The Apple Dumpling was permanently restricted from operating without a valid health permit in a decision by Judge Benjamin Dyer. In a settlement agreement by owners Jim and Kathryn Flaningam and county health officials, a permanent injunction order approved a little more than a week ago included provisions that the restaurant owners must comply with all applicable laws, including any notice of requirements issued by the Champaign County Public Health Department.

The Red Wheel's suspension barely lasted 24 hours and was reinstated after a written correction was accepted by the CUPHD and a reinstatement fee was paid.
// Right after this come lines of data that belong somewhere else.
//! Patron profile controller
//!
//! Loads the patron's identity, loans, fines and reading history, each with a
//! three-tier fallback, then applies local-only mutations on top. Nothing in
//! here writes back to the backend.

use std::collections::BTreeSet;
use std::sync::Arc;
use std::time::Duration;

use chrono::NaiveDate;
use validator::Validate;

use crate::api::CatalogApi;
use crate::config::ProfileConfig;
use crate::dispatch::{dispatch_profile, ProfileAction, ProfileContext, ProfileEvent};
use crate::error::AppResult;
use crate::models::{
    Borrower, CardId, ContactUpdate, Fine, FineTotals, HistoryEntry, HistoryFilter, HistoryStats,
    Loan, LoanSummary, PaymentMethod, ProfileSection, Theme,
};
use crate::services::clock::Clock;
use crate::services::fallback;
use crate::services::storage::{Storage, CARD_ID_KEY, THEME_KEY};
use crate::view::{self, Notification, ProfileView};

/// Page the patron is sent back to when no card is known or on logout
pub const ENTRY_PAGE: &str = "index.html";

/// Where a profile record came from
#[derive(Debug, Clone, Copy, PartialEq, Eq, Default, serde::Serialize)]
#[serde(rename_all = "lowercase")]
pub enum DataSource {
    /// Dedicated endpoint
    #[default]
    Backend,
    /// Built from a generic search response, or derived from other records
    Synthesized,
    /// Static stand-in
    Placeholder,
}

#[derive(Debug, Clone, Copy, PartialEq, Eq, Default, serde::Serialize)]
pub struct DataSources {
    pub borrower: DataSource,
    pub loans: DataSource,
    pub fines: DataSource,
    pub history: DataSource,
}

/// Navigation away from the profile
#[derive(Debug, Clone, PartialEq, Eq, serde::Serialize)]
pub struct Redirect {
    pub target: String,
    pub after: Duration,
}

impl Redirect {
    pub fn to_entry(after: Duration) -> Self {
        Self {
            target: ENTRY_PAGE.to_string(),
            after,
        }
    }
}
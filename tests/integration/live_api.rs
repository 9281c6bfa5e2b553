//! Smoke tests against a running backend
//!
//! Run with: LIBRARY_API_URL=http://localhost:5001/api cargo test -- --ignored

use library_web::{
    api::{CatalogApi, HttpCatalogApi},
    config::ApiConfig,
    models::{CardId, SearchQuery, StatusFilter},
};

fn live_api() -> HttpCatalogApi {
    let base_url = std::env::var("LIBRARY_API_URL")
        .unwrap_or_else(|_| "http://localhost:5001/api".to_string());
    HttpCatalogApi::new(&ApiConfig {
        base_url,
        ..ApiConfig::default()
    })
    .expect("Invalid LIBRARY_API_URL")
}

#[tokio::test]
#[ignore]
async fn test_health_check() {
    let health = live_api().health().await.expect("Health probe failed");
    assert!(health.is_healthy(), "{:?}", health);
}

#[tokio::test]
#[ignore]
async fn test_search_first_page() {
    let query = SearchQuery::for_page("", StatusFilter::All, 1, 12);
    let page = live_api().search(&query).await.expect("Search failed");
    assert!(page.books.len() <= 12);
    assert!(page.total >= page.books.len() as u64);
}

#[tokio::test]
#[ignore]
async fn test_available_filter() {
    let query = SearchQuery::for_page("", StatusFilter::Available, 1, 12);
    let page = live_api().search(&query).await.expect("Search failed");
    assert!(page.books.iter().all(|book| book.is_available()));
}

#[tokio::test]
#[ignore]
async fn test_profile_endpoints() {
    let api = live_api();
    let card: CardId = "1001".parse().unwrap();
    // These endpoints are optional on the backend; a clean error is acceptable
    if let Ok(borrower) = api.borrower(&card).await {
        assert_eq!(borrower.card_id, "1001");
    }
    if let Ok(loans) = api.loans(&card).await {
        assert!(loans.iter().all(|loan| loan.date_out <= loan.due_date));
    }
}
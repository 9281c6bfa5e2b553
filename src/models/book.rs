//! Book (catalog search result) model and query types

use serde::{Deserialize, Serialize};

use super::de::string_or_number;
use super::enums::{Availability, StatusFilter};

/// Book as returned by the search endpoint
#[derive(Debug, Clone, PartialEq, Serialize, Deserialize)]
pub struct Book {
    #[serde(deserialize_with = "string_or_number")]
    pub isbn: String,
    #[serde(default)]
    pub title: String,
    #[serde(default)]
    pub authors: Option<String>,
    #[serde(default)]
    pub publication_year: Option<i32>,
    #[serde(default)]
    pub pages: Option<i32>,
    #[serde(default)]
    pub publisher: Option<String>,
    #[serde(default)]
    pub genre: Option<String>,
    #[serde(default)]
    pub language: Option<String>,
    #[serde(default)]
    pub total_checkouts: Option<i64>,
    pub availability: Availability,
}

impl Book {
    pub fn is_available(&self) -> bool {
        self.availability == Availability::Available
    }

    /// Case-insensitive match on title or authors; an empty needle matches everything.
    pub fn matches_text(&self, needle: &str) -> bool {
        let needle = needle.trim().to_lowercase();
        if needle.is_empty() {
            return true;
        }
        self.title.to_lowercase().contains(&needle)
            || self
                .authors
                .as_deref()
                .map(|a| a.to_lowercase().contains(&needle))
                .unwrap_or(false)
    }
}

/// Parameters of one search request
#[derive(Debug, Clone, PartialEq, Eq)]
pub struct SearchQuery {
    pub q: String,
    pub status: StatusFilter,
    pub limit: u32,
    pub offset: u32,
}

impl SearchQuery {
    /// Query for the given 1-based page
    pub fn for_page(q: &str, status: StatusFilter, page: u32, page_size: u32) -> Self {
        Self {
            q: q.to_string(),
            status,
            limit: page_size,
            offset: page.saturating_sub(1).saturating_mul(page_size),
        }
    }

    pub fn to_params(&self) -> Vec<(&'static str, String)> {
        vec![
            ("q", self.q.clone()),
            ("status", self.status.query_value().to_string()),
            ("limit", self.limit.to_string()),
            ("offset", self.offset.to_string()),
        ]
    }
}

/// One page of search results
#[derive(Debug, Clone, PartialEq, Default)]
pub struct SearchPage {
    pub books: Vec<Book>,
    pub total: u64,
}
In a settlement agreement with City of Champaign and the county, Merry-Ann’s agreed to quit offering indoor dining services to the public.

Area COVID cases hit six-week low

The Champaign-Urbana Public Health District data shows the total number of COVID-19 cases for six villages The Sentinel covers is now down to 66, a six-week low. The county's seven-day rolling positivity, excluding University of Illinois testing is a mere 6.1% and our region is down to 9% as of December 23.

On November 15 the area's active cases nearly doubled going from 69 to 110 after tests confirmed 41 new cases. The bulk of the surge came from households in Tolono and St. Joseph. The number of confirmed cases peaked at 142 on November 22, two days after Illinois was mandated to Tier 3 guidelines.

Despite the declining number of cases in Region 6 and 20% or better availability of ICU beds, Governor J.B. Pritzker has made it clear that he has no plans in the near future to relax restriction for our region and Region 1, which have met the criteria to roll back to Tier 2 mitigation.

"Since the surge hit us, it’s been important for us to get the right trajectory of cases, and hospitalizations and ICU use, and to make sure that we get to the right level," Pritzker said during his press conference a week ago Christmas day. "Remember, there are still many hospitals around the state, that have limited ability to take in new ICU patients, or even new hospitalizations. And so we’re trying very hard to bring it down all across the state before we start to relieve the regions from Tier 3 to Tier 2."

Rather than "yo-yo" in out of stricter mitigation measures, the Governor said he is taking a wait-and-see approach for a week or two after the holiday period.

Illinois reported 3,293 new and probable cases of COVID-19 on Saturday, bringing the statewide total since the beginning of the pandemic to 934,142. The state also reported 66 new deaths, raising the overall toll to 15,865.

Illinois' case total is now at the lowest since Oct. 19, when 3,113 cases were reported. And on Thursday, the state's seven-day average for coronavirus deaths fell to 116, its lowest point since December 2.

Illinois Public Health Department given teeth to fight businesses defying Executive Order

According a story from Public Broadcasting Service affiliate WTTW-Chicago, the state has added a penalty clause to its COVID-19 emergency order aimed at businesses non-essential business that defy the Governor J.B. Pritzker's March Executive Order.

"Members of Pritzker's cabinet described it as a new and gentler "tool" that law enforcement can use to keep businesses closed during the coronavirus pandemic – and therefore keep people safe – that’s less severe than other options, like closure orders or stripping establishments of their liquor licenses," WTTW reports. "Pritzker’s top attorney, Ann Spillane, admitted a misdemeanor charge could be seen as “intimidating” especially if it was targeted at bartenders or servers. But because it's instead aimed at businesses, she said there’s no threat of jail time and believes it’s a "less dramatic" step than some other alternatives."


The amendment comes just days after The Zone in St. Joseph was ordered closed by a Temporary Restraining Order issued by Judge Tom Difanis.

Unless legislators on the Joint Committee on Administrative Rules oversight committee vote to reject the addition, which took effect on Friday because it is classified as an "emergency", the new rules will be in effect for the next 148 days.